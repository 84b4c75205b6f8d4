//! Pure text renderers for repositories and pull requests.
//!
//! HTML renderers escape every interpolated field; plain renderers emit text
//! verbatim.

use crate::github::{PullRequestSummary, Repository};

/// Longest text Telegram accepts in one message.
pub const MAX_MESSAGE_CHARS: usize = 4096;

const UNTITLED: &str = "(untitled)";
const UNKNOWN_AUTHOR: &str = "someone";
const UNKNOWN_REF: &str = "?";

/// Escapes the characters that are significant in Telegram HTML.
#[must_use]
pub fn escape_html(text: &str) -> String {
    let mut escaped = String::with_capacity(text.len());
    for character in text.chars() {
        match character {
            '&' => escaped.push_str("&amp;"),
            '<' => escaped.push_str("&lt;"),
            '>' => escaped.push_str("&gt;"),
            '"' => escaped.push_str("&quot;"),
            other => escaped.push(other),
        }
    }
    escaped
}

/// Plain-text summary of a repository.
///
/// ```text
/// rust-lang/rust
/// Empowering everyone to build reliable and efficient software.
/// ★ 100 · ⑂ 20 · Rust
/// https://github.com/rust-lang/rust
/// ```
#[must_use]
pub fn repo_message(repository: &Repository) -> String {
    let mut lines = vec![repository.full_name.clone()];

    if let Some(description) = repository
        .description
        .as_deref()
        .map(str::trim)
        .filter(|text| !text.is_empty())
    {
        lines.push(description.to_owned());
    }

    let mut stats = format!(
        "★ {} · ⑂ {}",
        repository.stargazers_count, repository.forks_count
    );
    if let Some(language) = repository.language.as_deref() {
        stats.push_str(" · ");
        stats.push_str(language);
    }
    lines.push(stats);

    if let Some(url) = repository.html_url.as_deref() {
        lines.push(url.to_owned());
    }

    lines.join("\n")
}

/// Plain-text pull request summary: `#{number} {title}`, author, link.
#[must_use]
pub fn pull_request_message(pull_request: &PullRequestSummary) -> String {
    let title = pull_request.title.as_deref().unwrap_or(UNTITLED);
    let author = pull_request.author.as_deref().unwrap_or(UNKNOWN_AUTHOR);
    let mut text = format!("#{} {title}\nby {author}", pull_request.number);
    if let Some(url) = pull_request.html_url.as_deref() {
        text.push('\n');
        text.push_str(url);
    }
    text
}

/// Conversational HTML pull request summary.
///
/// ```text
/// <a href="https://github.com/o/r/pull/7">#7 Fix parser</a>
/// octocat wants to merge feature-7 into main
/// opened 2026-03-01 [draft]
/// ```
#[must_use]
pub fn pull_request_message_informal(pull_request: &PullRequestSummary) -> String {
    let heading = format!(
        "#{} {}",
        pull_request.number,
        escape_html(pull_request.title.as_deref().unwrap_or(UNTITLED))
    );
    let linked_heading = match pull_request.html_url.as_deref() {
        Some(url) => format!("<a href=\"{}\">{heading}</a>", escape_html(url)),
        None => format!("<b>{heading}</b>"),
    };

    let merge_line = format!(
        "{} wants to merge {} into {}",
        escape_html(pull_request.author.as_deref().unwrap_or(UNKNOWN_AUTHOR)),
        escape_html(pull_request.head_ref.as_deref().unwrap_or(UNKNOWN_REF)),
        escape_html(pull_request.base_ref.as_deref().unwrap_or(UNKNOWN_REF)),
    );

    let mut status: Vec<String> = Vec::new();
    if let Some(created_at) = pull_request.created_at {
        status.push(format!("opened {}", created_at.format("%Y-%m-%d")));
    }
    if pull_request.draft {
        status.push("[draft]".to_owned());
    }

    let mut lines = vec![linked_heading, merge_line];
    if !status.is_empty() {
        lines.push(status.join(" "));
    }
    lines.join("\n")
}

/// HTML list line linking to a repository.
#[must_use]
pub fn repo_link_line(repository: &Repository) -> String {
    let name = escape_html(&repository.name);
    match repository.html_url.as_deref() {
        Some(url) => format!("- <a href=\"{}\">{name}</a>", escape_html(url)),
        None => format!("- {name}"),
    }
}

/// Joins `lines` with newlines into as few texts as possible, each at most
/// `max_chars` characters. Lines are never split; a single line longer than
/// the limit gets a text of its own.
#[must_use]
pub fn join_lines_within(lines: &[String], max_chars: usize) -> Vec<String> {
    let mut texts = Vec::new();
    let mut current = String::new();
    let mut current_chars = 0_usize;

    for line in lines {
        let line_chars = line.chars().count();
        if !current.is_empty() && current_chars.saturating_add(1).saturating_add(line_chars) > max_chars
        {
            texts.push(std::mem::take(&mut current));
            current_chars = 0;
        }
        if !current.is_empty() {
            current.push('\n');
            current_chars = current_chars.saturating_add(1);
        }
        current.push_str(line);
        current_chars = current_chars.saturating_add(line_chars);
    }

    if !current.is_empty() {
        texts.push(current);
    }
    texts
}
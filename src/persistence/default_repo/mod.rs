//! Per-chat default repository table backed by `SQLite`.
//!
//! Each call opens its own connection and drops it before returning, so a
//! handle never outlives the operation that needed it and interleaved chats
//! never share connection state. Concurrent writers to the same chat resolve
//! as last-writer-wins through `ON CONFLICT DO UPDATE`.

use diesel::Connection;
use diesel::OptionalExtension;
use diesel::QueryableByName;
use diesel::RunQueryDsl;
use diesel::sql_query;
use diesel::sql_types::{BigInt, Text};
use diesel::sqlite::SqliteConnection;

use crate::chat::ChatId;

use super::PersistenceError;

const DEFAULT_REPO_TABLE: &str = "default_repo";

/// Keyed mapping from chat to its default `owner/name` repository.
#[cfg_attr(test, mockall::automock)]
pub trait DefaultRepoStore: Send + Sync {
    /// Returns the stored repository for the chat, if any.
    ///
    /// # Errors
    ///
    /// Returns [`PersistenceError`] when the table cannot be read.
    fn get(&self, chat_id: ChatId) -> Result<Option<String>, PersistenceError>;

    /// Upserts the chat's repository and reports whether the stored value now
    /// matches `repo`.
    ///
    /// # Errors
    ///
    /// Returns [`PersistenceError`] when the write or the confirming read
    /// fails.
    fn set(&self, chat_id: ChatId, repo: &str) -> Result<bool, PersistenceError>;
}

/// SQLite-backed [`DefaultRepoStore`].
#[derive(Debug, Clone)]
pub struct SqliteDefaultRepoStore {
    database_url: String,
}

impl SqliteDefaultRepoStore {
    /// Create a store targeting the configured `database_url`.
    ///
    /// # Errors
    ///
    /// Returns [`PersistenceError::BlankDatabaseUrl`] when the URL is blank.
    pub fn new(database_url: impl Into<String>) -> Result<Self, PersistenceError> {
        let database_url_string = database_url.into();
        if database_url_string.trim().is_empty() {
            return Err(PersistenceError::BlankDatabaseUrl);
        }
        Ok(Self {
            database_url: database_url_string,
        })
    }

    fn establish_connection(&self) -> Result<SqliteConnection, PersistenceError> {
        SqliteConnection::establish(&self.database_url).map_err(|error| {
            PersistenceError::ConnectionFailed {
                message: error.to_string(),
            }
        })
    }

    fn read(
        connection: &mut SqliteConnection,
        chat_id: ChatId,
    ) -> Result<Option<String>, PersistenceError> {
        #[derive(Debug, QueryableByName)]
        struct Row {
            #[diesel(sql_type = Text)]
            repo: String,
        }

        let result: Option<Row> =
            sql_query("SELECT repo FROM default_repo WHERE chat_id = ? LIMIT 1;")
                .bind::<BigInt, _>(chat_id.get())
                .get_result(connection)
                .optional()
                .map_err(|error| Self::map_query_error(connection, &error))?;

        Ok(result.map(|row| row.repo))
    }

    fn table_exists(connection: &mut SqliteConnection) -> Result<bool, diesel::result::Error> {
        #[derive(Debug, QueryableByName)]
        struct Row {
            #[diesel(sql_type = BigInt)]
            count: i64,
        }

        let row: Row = sql_query(
            "SELECT COUNT(*) AS count FROM sqlite_master WHERE type = 'table' AND name = ?;",
        )
        .bind::<Text, _>(DEFAULT_REPO_TABLE)
        .get_result(connection)?;

        Ok(row.count > 0)
    }

    fn map_error_with_schema_check<F>(
        connection: &mut SqliteConnection,
        error: &diesel::result::Error,
        create_error: F,
    ) -> PersistenceError
    where
        F: Fn(String) -> PersistenceError,
    {
        match Self::table_exists(connection) {
            Ok(false) => PersistenceError::SchemaNotInitialised,
            Ok(true) => create_error(error.to_string()),
            Err(check_error) => create_error(format!(
                "schema presence check failed: {check_error}; original error: {error}"
            )),
        }
    }

    fn map_query_error(
        connection: &mut SqliteConnection,
        error: &diesel::result::Error,
    ) -> PersistenceError {
        Self::map_error_with_schema_check(connection, error, |message| {
            PersistenceError::QueryFailed { message }
        })
    }

    fn map_write_error(
        connection: &mut SqliteConnection,
        error: &diesel::result::Error,
    ) -> PersistenceError {
        Self::map_error_with_schema_check(connection, error, |message| {
            PersistenceError::WriteFailed { message }
        })
    }
}

impl DefaultRepoStore for SqliteDefaultRepoStore {
    fn get(&self, chat_id: ChatId) -> Result<Option<String>, PersistenceError> {
        let mut connection = self.establish_connection()?;
        Self::read(&mut connection, chat_id)
    }

    fn set(&self, chat_id: ChatId, repo: &str) -> Result<bool, PersistenceError> {
        let mut connection = self.establish_connection()?;

        sql_query(
            "INSERT INTO default_repo (chat_id, repo) VALUES (?, ?) \
             ON CONFLICT(chat_id) DO UPDATE SET \
               repo = excluded.repo, \
               updated_at = CURRENT_TIMESTAMP;",
        )
        .bind::<BigInt, _>(chat_id.get())
        .bind::<Text, _>(repo)
        .execute(&mut connection)
        .map_err(|error| Self::map_write_error(&mut connection, &error))?;

        let stored = Self::read(&mut connection, chat_id)?;
        Ok(stored.as_deref() == Some(repo))
    }
}
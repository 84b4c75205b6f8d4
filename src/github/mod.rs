//! GitHub access for the bot commands.
//!
//! This module wraps Octocrab behind the [`GithubGateway`] trait, parses
//! `owner/name` repository references, and maps Octocrab failures into
//! [`GithubError`] variants so command handlers can tell a missing user or
//! repository apart from transport problems.

pub mod error;
pub mod gateway;
pub mod locator;
pub mod models;

pub use error::GithubError;
pub use gateway::{GithubGateway, MAX_RESULTS_PER_CALL, OctocrabGithubGateway};
pub use locator::{
    DEFAULT_API_BASE, PersonalAccessToken, RepositoryFullName, RepositoryName, RepositoryOwner,
    UserSelector, parse_api_base,
};
pub use models::{GithubUser, PullRequestSummary, Repository};

#[cfg(test)]
pub use gateway::MockGithubGateway;

#[cfg(test)]
mod tests;
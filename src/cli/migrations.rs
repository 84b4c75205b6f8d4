//! Database migration operation.

use github_beard::persistence::migrate_database;
use github_beard::telemetry::TracingTelemetrySink;
use github_beard::{BeardConfig, BeardError};

/// Runs database migrations against the configured database.
///
/// # Errors
///
/// Returns [`BeardError::Persistence`] when the database cannot be opened or
/// migrated.
pub fn run(config: &BeardConfig) -> Result<(), BeardError> {
    let schema_version = migrate_database(&config.database_url, &TracingTelemetrySink)?;
    tracing::info!(
        database_url = %config.database_url,
        schema_version = schema_version.as_str(),
        "database migrated"
    );
    Ok(())
}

## YOUR INSTRUCTIONS
Above are the entries; repeat their lines exactly, from the first through the one that contains "lines.push(stats);".

## REPLY TO THE TASK
repository 84b4c75205b6f8d4
//! Pure text renderers for repositories and pull requests.
//!
//! HTML renderers escape every interpolated field; plain renderers emit text
//! verbatim.

use crate::github::{PullRequestSummary, Repository};

/// Longest text Telegram accepts in one message.
pub const MAX_MESSAGE_CHARS: usize = 4096;

const UNTITLED: &str = "(untitled)";
const UNKNOWN_AUTHOR: &str = "someone";
const UNKNOWN_REF: &str = "?";

/// Escapes the characters that are significant in Telegram HTML.
#[must_use]
pub fn escape_html(text: &str) -> String {
    let mut escaped = String::with_capacity(text.len());
    for character in text.chars() {
        match character {
            '&' => escaped.push_str("&amp;"),
            '<' => escaped.push_str("&lt;"),
            '>' => escaped.push_str("&gt;"),
            '"' => escaped.push_str("&quot;"),
            other => escaped.push(other),
        }
    }
    escaped
}

/// Plain-text summary of a repository.
///
/// ```text
/// rust-lang/rust
/// Empowering everyone to build reliable and efficient software.
/// ★ 100 · ⑂ 20 · Rust
/// https://github.com/rust-lang/rust
/// ```
#[must_use]
pub fn repo_message(repository: &Repository) -> String {
    let mut lines = vec![repository.full_name.clone()];

    if let Some(description) = repository
        .description
        .as_deref()
        .map(str::trim)
        .filter(|text| !text.is_empty())
    {
        lines.push(description.to_owned());
    }

    let mut stats = format!(
        "★ {} · ⑂ {}",
        repository.stargazers_count, repository.forks_count
    );
    if let Some(language) = repository.language.as_deref() {
        stats.push_str(" · ");
        stats.push_str(language);
    }
    lines.push(stats);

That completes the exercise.